Lasertronics stripping generates about 12% (by weight) as much waste as does media blast, and about .3% as much as solvent stripping. Perhaps more important, Lasertronics enables capturing the waste in easy-to-handle, dry paper filters, making proper waste disposal far simpler, much cheaper, and a lot more likely to actually happen than with other methods.

Out-of-Service Cost
This cost takes the form of either the cost of loss of service, or the cost of providing extra equipment to fill in the anticipated out-of-service periods. In most situations where Lasertronics’ ablation system is a good fit in other regards, it is also faster than conventional approaches, resulting in a net reduction in out-of-service costs. A tenfold reduction in out-of-service time is common. Specifics can be estimated on a case basis.

Potential for Damage
This is another area where Lasertronics ablation shines, because it is nearly impossible to damage a substrate using Lasertronics’ ablation technology. Other methods of stripping are problematic:

Media blast is known to pose a damage risk to fragile substrates such as thin aluminum or composite fuselages. For that reason, aircraft can generally be blasted only once in their lifetime. In contrast, there is no limit to the number of laser ablation cycles.
More durable substrates, such as ships’ hulls, often must be blasted twice: once to remove the coating, and once again to restore the profile needed to optimize acceptance of a new coating. Lasertronics ablation, by contrast, removes only the coating and leaves the substrate surface in virgin condition, ready to accept new coatings without further processing. Alternative laser ablation processes that do not have Lasertronics’ controls have caused surface reflows of high strength steels that, as as consequence have decreased ductility, increased hardness and overall decreased strength.

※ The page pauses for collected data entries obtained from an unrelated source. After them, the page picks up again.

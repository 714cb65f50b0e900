//! Order value type and its attribute scalars.

use crate::model::{ClientId, ValidationError};
use chrono::{Local, NaiveDateTime, Timelike};
use once_cell::sync::Lazy;
use regex::Regex;
use serde::{Deserialize, Serialize};
use std::fmt::Display;
use std::str::FromStr;
use uuid::Uuid;

/// Textual format shared by deadlines and order dates, e.g. `01-01-2024 23:59`.
pub const DATE_TIME_FORMAT: &str = "%d-%m-%Y %H:%M";

static DATE_TIME_RE: Lazy<Regex> = Lazy::new(|| {
    Regex::new(r"^[0-9]{2}-[0-9]{2}-[0-9]{4} [0-9]{2}:[0-9]{2}$").expect("valid date-time regex")
});
static AMOUNT_RE: Lazy<Regex> =
    Lazy::new(|| Regex::new(r"^([0-9]+)(?:\.([0-9]{1,2}))?$").expect("valid amount regex"));

/// Parses `DD-MM-YYYY HH:MM`, rejecting dates and times that do not exist.
fn parse_date_time(value: &str) -> Option<NaiveDateTime> {
    if !DATE_TIME_RE.is_match(value) {
        return None;
    }
    NaiveDateTime::parse_from_str(value, DATE_TIME_FORMAT).ok()
}

/// Type-safe identifier for orders. Assigned once at creation, never reused.
#[derive(Debug, Clone, Copy, PartialEq, Eq, Hash, PartialOrd, Ord, Serialize, Deserialize)]
#[serde(transparent)]
pub struct OrderId(Uuid);

impl OrderId {
    /// Generates a fresh random identifier.
    pub fn new() -> Self {
        Self(Uuid::new_v4())
    }

    pub fn as_uuid(&self) -> &Uuid {
        &self.0
    }
}

impl Default for OrderId {
    fn default() -> Self {
        Self::new()
    }
}

impl From<Uuid> for OrderId {
    fn from(id: Uuid) -> Self {
        Self(id)
    }
}

impl FromStr for OrderId {
    type Err = ValidationError;

    fn from_str(s: &str) -> Result<Self, Self::Err> {
        Uuid::parse_str(s)
            .map(Self)
            .map_err(|_| ValidationError::new("order id", "Order IDs should be UUIDs"))
    }
}

impl Display for OrderId {
    fn fmt(&self, f: &mut std::fmt::Formatter<'_>) -> std::fmt::Result {
        write!(f, "{}", self.0)
    }
}

/// The point in time by which an order must be fulfilled.
///
/// Construction checks only the format. Whether a deadline must lie in the
/// future is a workflow policy, see [`Deadline::ensure_after`].
#[derive(Debug, Clone, Copy, PartialEq, Eq, Hash, PartialOrd, Ord, Serialize, Deserialize)]
#[serde(try_from = "String", into = "String")]
pub struct Deadline(NaiveDateTime);

impl Deadline {
    pub const CONSTRAINTS: &'static str =
        "A deadline should be in the format of DD-MM-YYYY HH:MM, e.g. 01-01-2024 23:59";
    pub const FUTURE_CONSTRAINTS: &'static str = "The deadline provided must be set for a time in \
         the future and must not be before the current time.";

    pub fn new(value: &str) -> Result<Self, ValidationError> {
        parse_date_time(value)
            .map(Self)
            .ok_or(ValidationError::new("deadline", Self::CONSTRAINTS))
    }

    pub fn is_valid(value: &str) -> bool {
        parse_date_time(value).is_some()
    }

    pub fn value(&self) -> NaiveDateTime {
        self.0
    }

    pub fn is_after(&self, now: NaiveDateTime) -> bool {
        self.0 > now
    }

    /// Policy check applied by the order-creation workflow.
    pub fn ensure_after(&self, now: NaiveDateTime) -> Result<(), ValidationError> {
        if self.is_after(now) {
            Ok(())
        } else {
            Err(ValidationError::new("deadline", Self::FUTURE_CONSTRAINTS))
        }
    }

    /// [`ensure_after`](Self::ensure_after) against the local wall clock.
    pub fn ensure_in_future(&self) -> Result<(), ValidationError> {
        self.ensure_after(Local::now().naive_local())
    }
}

impl From<NaiveDateTime> for Deadline {
    fn from(value: NaiveDateTime) -> Self {
        Self(value)
    }
}

impl Display for Deadline {
    fn fmt(&self, f: &mut std::fmt::Formatter<'_>) -> std::fmt::Result {
        write!(f, "{}", self.0.format(DATE_TIME_FORMAT))
    }
}

impl TryFrom<String> for Deadline {
    type Error = ValidationError;

    fn try_from(value: String) -> Result<Self, Self::Error> {
        Self::new(&value)
    }
}

impl From<Deadline> for String {
    fn from(value: Deadline) -> Self {
        value.to_string()
    }
}

/// When the order was placed.
#[derive(Debug, Clone, Copy, PartialEq, Eq, Hash, PartialOrd, Ord, Serialize, Deserialize)]
#[serde(try_from = "String", into = "String")]
pub struct OrderDate(NaiveDateTime);

impl OrderDate {
    pub const CONSTRAINTS: &'static str =
        "An order date should be in the format of DD-MM-YYYY HH:MM, e.g. 01-01-2024 23:59";

    pub fn new(value: &str) -> Result<Self, ValidationError> {
        parse_date_time(value)
            .map(Self)
            .ok_or(ValidationError::new("order date", Self::CONSTRAINTS))
    }

    /// The current local time, truncated to the minute like the textual form.
    pub fn now() -> Self {
        let now = Local::now().naive_local();
        Self(
            now.with_second(0)
                .and_then(|t| t.with_nanosecond(0))
                .unwrap_or(now),
        )
    }

    pub fn value(&self) -> NaiveDateTime {
        self.0
    }
}

impl From<NaiveDateTime> for OrderDate {
    fn from(value: NaiveDateTime) -> Self {
        Self(value)
    }
}

impl Display for OrderDate {
    fn fmt(&self, f: &mut std::fmt::Formatter<'_>) -> std::fmt::Result {
        write!(f, "{}", self.0.format(DATE_TIME_FORMAT))
    }
}

impl TryFrom<String> for OrderDate {
    type Error = ValidationError;

    fn try_from(value: String) -> Result<Self, Self::Error> {
        Self::new(&value)
    }
}

impl From<OrderDate> for String {
    fn from(value: OrderDate) -> Self {
        value.to_string()
    }
}

/// Monetary amount of an order, kept in cents.
#[derive(Debug, Clone, Copy, PartialEq, Eq, Hash, PartialOrd, Ord, Serialize, Deserialize)]
#[serde(try_from = "String", into = "String")]
pub struct Amount(u64);

impl Amount {
    pub const CONSTRAINTS: &'static str =
        "Amounts should be non-negative numbers with at most 2 decimal places, e.g. 50 or 12.50";

    pub fn new(value: &str) -> Result<Self, ValidationError> {
        Self::parse_cents(value)
            .map(Self)
            .ok_or(ValidationError::new("amount", Self::CONSTRAINTS))
    }

    pub fn from_cents(cents: u64) -> Self {
        Self(cents)
    }

    pub fn is_valid(value: &str) -> bool {
        Self::parse_cents(value).is_some()
    }

    pub fn cents(&self) -> u64 {
        self.0
    }

    fn parse_cents(value: &str) -> Option<u64> {
        let caps = AMOUNT_RE.captures(value)?;
        let whole: u64 = caps.get(1)?.as_str().parse().ok()?;
        let fraction = match caps.get(2) {
            Some(digits) if digits.as_str().len() == 1 => digits.as_str().parse::<u64>().ok()? * 10,
            Some(digits) => digits.as_str().parse::<u64>().ok()?,
            None => 0,
        };
        whole.checked_mul(100)?.checked_add(fraction)
    }
}

impl Display for Amount {
    fn fmt(&self, f: &mut std::fmt::Formatter<'_>) -> std::fmt::Result {
        write!(f, "{}.{:02}", self.0 / 100, self.0 % 100)
    }
}

impl TryFrom<String> for Amount {
    type Error = ValidationError;

    fn try_from(value: String) -> Result<Self, Self::Error> {
        Self::new(&value)
    }
}

impl From<Amount> for String {
    fn from(value: Amount) -> Self {
        value.to_string()
    }
}

/// Free-text note attached to an order. May be empty.
#[derive(Debug, Clone, PartialEq, Eq, Hash, Default, Serialize, Deserialize)]
#[serde(try_from = "String", into = "String")]
pub struct Remark(String);

impl Remark {
    pub const CONSTRAINTS: &'static str = "Remarks should not contain control characters";

    pub fn new(value: impl Into<String>) -> Result<Self, ValidationError> {
        let value = value.into();
        if !Self::is_valid(&value) {
            return Err(ValidationError::new("remark", Self::CONSTRAINTS));
        }
        Ok(Self(value))
    }

    pub fn is_valid(value: &str) -> bool {
        !value.chars().any(char::is_control)
    }
}

text_value!(Remark);

/// Lifecycle state of an order.
#[derive(Debug, Clone, Copy, PartialEq, Eq, Hash, Default, Serialize, Deserialize)]
#[serde(rename_all = "SCREAMING_SNAKE_CASE")]
pub enum Status {
    #[default]
    Pending,
    Completed,
    Canceled,
}

impl Status {
    pub const CONSTRAINTS: &'static str = "Status should be one of PENDING, COMPLETED or CANCELED";

    pub fn is_valid(value: &str) -> bool {
        value.parse::<Self>().is_ok()
    }
}

impl FromStr for Status {
    type Err = ValidationError;

    fn from_str(s: &str) -> Result<Self, Self::Err> {
        match s.to_ascii_uppercase().as_str() {
            "PENDING" => Ok(Self::Pending),
            "COMPLETED" => Ok(Self::Completed),
            "CANCELED" => Ok(Self::Canceled),
            _ => Err(ValidationError::new("status", Self::CONSTRAINTS)),
        }
    }
}

impl Display for Status {
    fn fmt(&self, f: &mut std::fmt::Formatter<'_>) -> std::fmt::Result {
        let text = match self {
            Self::Pending => "PENDING",
            Self::Completed => "COMPLETED",
            Self::Canceled => "CANCELED",
        };
        f.write_str(text)
    }
}

/// A customer order.
///
/// `owner` is a lookup key for the client whose order set holds this order,
/// not an ownership edge. Equality compares every attribute, the identifier
/// and the owner included.
#[derive(Debug, Clone, PartialEq, Eq, Hash, Serialize, Deserialize)]
pub struct Order {
    id: OrderId,
    order_date: OrderDate,
    deadline: Deadline,
    amount: Amount,
    remark: Remark,
    status: Status,
    #[serde(default)]
    owner: Option<ClientId>,
}

impl Order {
    /// Creates an unowned order with a freshly generated identifier.
    pub fn new(
        order_date: OrderDate,
        deadline: Deadline,
        amount: Amount,
        remark: Remark,
        status: Status,
    ) -> Self {
        Self::with_id(OrderId::new(), order_date, deadline, amount, remark, status)
    }

    /// Creates an unowned order with a caller-provided identifier.
    ///
    /// Used by restore paths where the identity already exists.
    pub fn with_id(
        id: OrderId,
        order_date: OrderDate,
        deadline: Deadline,
        amount: Amount,
        remark: Remark,
        status: Status,
    ) -> Self {
        Self {
            id,
            order_date,
            deadline,
            amount,
            remark,
            status,
            owner: None,
        }
    }

    pub fn id(&self) -> OrderId {
        self.id
    }

    pub fn order_date(&self) -> OrderDate {
        self.order_date
    }

    pub fn deadline(&self) -> Deadline {
        self.deadline
    }

    pub fn amount(&self) -> Amount {
        self.amount
    }

    pub fn remark(&self) -> &Remark {
        &self.remark
    }

    pub fn status(&self) -> Status {
        self.status
    }

    pub fn owner(&self) -> Option<ClientId> {
        self.owner
    }

    /// Identity check: both values describe the same order.
    pub fn is_same_order(&self, other: &Order) -> bool {
        self.id == other.id
    }

    pub fn with_deadline(&self, deadline: Deadline) -> Self {
        Self { deadline, ..self.clone() }
    }

    pub fn with_amount(&self, amount: Amount) -> Self {
        Self { amount, ..self.clone() }
    }

    pub fn with_remark(&self, remark: Remark) -> Self {
        Self { remark, ..self.clone() }
    }

    pub fn with_status(&self, status: Status) -> Self {
        Self { status, ..self.clone() }
    }

    pub(crate) fn owned_by(mut self, owner: ClientId) -> Self {
        self.owner = Some(owner);
        self
    }
}

impl Display for Order {
    // Owner is a lookup key and is not shown.
    fn fmt(&self, f: &mut std::fmt::Formatter<'_>) -> std::fmt::Result {
        write!(
            f,
            "Order {} (placed {}, due {}, amount {}, {}): {}",
            self.id, self.order_date, self.deadline, self.amount, self.status, self.remark
        )
    }
}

Solvents and Scrapers are typically used on fuselages per the OEM maintenance manuals. If incorrectly used, scrapers can inadvertently cause surface damage leading to fracture. Alternatively, solvent-softened aluminum can obscure pre-existing cracks thereby rendering them undetectable during non-destructive testing. Highly concentrated solvents react with metal substrates to weaken the structures.

Lasertronics’ ablation systems prevent surface damage by use of sophisticated in-line real-time sensing of the target coating before every pulse. When the sensors detect a surface condition (color, shininess, roughness, or other condition that has been predetermined), the pulse is prevented from ever firing.